EXERCISE DETAILS: Taking the line with "proceed). Check and" as the first and the line with "use chrono::NaiveTime;" as the last, set down exactly every line in that range from the entries below, and no more.
[[ RECORDS SUPPLIED open ]]
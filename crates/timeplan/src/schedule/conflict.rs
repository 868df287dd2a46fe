//! Time-overlap detection between a candidate placement and a semester's
//! existing courses.
//!
//! Detection is a pure function over in-memory data: the caller fetches one
//! semester's course snapshot, checks the candidate against it, and decides
//! what to do with a reported conflict (block, warn, or proceed). Check and
//! commit are separate steps; callers that allow concurrent adds must
//! re-validate after a successful write.

use super::types::{DayOfWeek, ScheduleSlot};
use chrono::NaiveTime;

/// Anything with an optional weekly grid placement.
///
/// Implemented by parsed [`ScheduleSlot`]s and stored course rows, so the
/// same detector serves every add-course flow.
pub trait Meeting {
    fn day(&self) -> Option<DayOfWeek>;
    fn start_time(&self) -> Option<NaiveTime>;
    fn end_time(&self) -> Option<NaiveTime>;
}

impl Meeting for ScheduleSlot {
    fn day(&self) -> Option<DayOfWeek> {
        self.day
    }

    fn start_time(&self) -> Option<NaiveTime> {
        self.start_time
    }

    fn end_time(&self) -> Option<NaiveTime> {
        self.end_time
    }
}

/// Result of checking one candidate against a semester's courses.
#[derive(Debug)]
pub struct ConflictReport<'a, M> {
    /// Existing courses whose intervals overlap the candidate.
    pub collisions: Vec<&'a M>,
}

impl<M> ConflictReport<'_, M> {
    pub fn has_conflict(&self) -> bool {
        !self.collisions.is_empty()
    }

    fn none() -> Self {
        ConflictReport {
            collisions: Vec::new(),
        }
    }
}

/// Returns true if two placed intervals on the same day overlap.
///
/// Comparison is end-exclusive: a course ending at 10:00 and another
/// starting at 10:00 are compatible.
pub fn is_time_overlapping(
    day1: DayOfWeek,
    start1: NaiveTime,
    end1: NaiveTime,
    day2: DayOfWeek,
    start2: NaiveTime,
    end2: NaiveTime,
) -> bool {
    if day1 != day2 {
        return false;
    }
    !(end1 <= start2 || end2 <= start1)
}

/// Checks a candidate placement against every course in `existing`.
///
/// A candidate with no grid placement never conflicts; existing entries
/// with a missing or unparseable placement are skipped rather than treated
/// as errors. The `existing` list must be a single semester's snapshot —
/// courses in different semesters never run concurrently and are not
/// compared.
pub fn check_conflict<'a, M: Meeting>(
    candidate: &impl Meeting,
    existing: &'a [M],
) -> ConflictReport<'a, M> {
    let (Some(day), Some(start), Some(end)) =
        (candidate.day(), candidate.start_time(), candidate.end_time())
    else {
        return ConflictReport::none();
    };

    let collisions = existing
        .iter()
        .filter(|course| {
            match (course.day(), course.start_time(), course.end_time()) {
                (Some(d), Some(s), Some(e)) => is_time_overlapping(day, start, end, d, s, e),
                _ => false,
            }
        })
        .collect();

    ConflictReport { collisions }
}

#[cfg(test)]
mod tests {
    use super::*;

    fn hm(h: u32, m: u32) -> NaiveTime {
        NaiveTime::from_hms_opt(h, m, 0).unwrap()
    }

    fn placed(day: DayOfWeek, start: (u32, u32), end: (u32, u32)) -> ScheduleSlot {
        ScheduleSlot {
            day: Some(day),
            start_time: Some(hm(start.0, start.1)),
            end_time: Some(hm(end.0, end.1)),
            location: None,
        }
    }

    #[test]
    fn test_back_to_back_is_not_a_conflict() {
        let candidate = placed(DayOfWeek::Mon, (9, 0), (10, 0));
        let existing = vec![placed(DayOfWeek::Mon, (10, 0), (11, 0))];

        let report = check_conflict(&candidate, &existing);
        assert!(!report.has_conflict());
    }

    #[test]
    fn test_overlap_is_detected() {
        let candidate = placed(DayOfWeek::Mon, (9, 30), (10, 30));
        let existing = vec![placed(DayOfWeek::Mon, (10, 0), (11, 0))];

        let report = check_conflict(&candidate, &existing);
        assert!(report.has_conflict());
        assert_eq!(report.collisions.len(), 1);
    }

    #[test]
    fn test_different_days_never_conflict() {
        let candidate = placed(DayOfWeek::Tue, (9, 0), (10, 0));
        let existing = vec![placed(DayOfWeek::Wed, (9, 0), (10, 0))];

        assert!(!check_conflict(&candidate, &existing).has_conflict());
    }

    #[test]
    fn test_unplaced_candidate_never_conflicts() {
        let candidate = ScheduleSlot::unplaced("사이버 강의");
        let existing = vec![
            placed(DayOfWeek::Mon, (9, 0), (18, 0)),
            placed(DayOfWeek::Tue, (9, 0), (18, 0)),
        ];

        assert!(!check_conflict(&candidate, &existing).has_conflict());
    }

    #[test]
    fn test_unplaced_existing_course_is_skipped() {
        let candidate = placed(DayOfWeek::Mon, (9, 0), (10, 0));
        let existing = vec![ScheduleSlot::unplaced("별도 일정")];

        assert!(!check_conflict(&candidate, &existing).has_conflict());
    }

    #[test]
    fn test_containment_is_a_conflict() {
        let candidate = placed(DayOfWeek::Fri, (10, 0), (11, 0));
        let existing = vec![placed(DayOfWeek::Fri, (9, 0), (13, 0))];

        assert!(check_conflict(&candidate, &existing).has_conflict());
    }

    #[test]
    fn test_all_collisions_are_collected() {
        let candidate = placed(DayOfWeek::Mon, (9, 0), (12, 0));
        let existing = vec![
            placed(DayOfWeek::Mon, (9, 0), (10, 0)),
            placed(DayOfWeek::Mon, (13, 0), (14, 0)),
            placed(DayOfWeek::Mon, (11, 0), (13, 0)),
            placed(DayOfWeek::Tue, (9, 0), (12, 0)),
        ];

        let report = check_conflict(&candidate, &existing);
        assert_eq!(report.collisions.len(), 2);
    }

    #[test]
    fn test_empty_existing_list() {
        let candidate = placed(DayOfWeek::Mon, (9, 0), (10, 0));
        let existing: Vec<ScheduleSlot> = Vec::new();

        assert!(!check_conflict(&candidate, &existing).has_conflict());
    }
}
[[ RECORDS SUPPLIED closed ]]
ANSWER TO THE PROBLEM:
//! what to do with a reported conflict (block, warn, or proceed). Check and
//! commit are separate steps; callers that allow concurrent adds must
//! re-validate after a successful write.

use super::types::{DayOfWeek, ScheduleSlot};
use chrono::NaiveTime;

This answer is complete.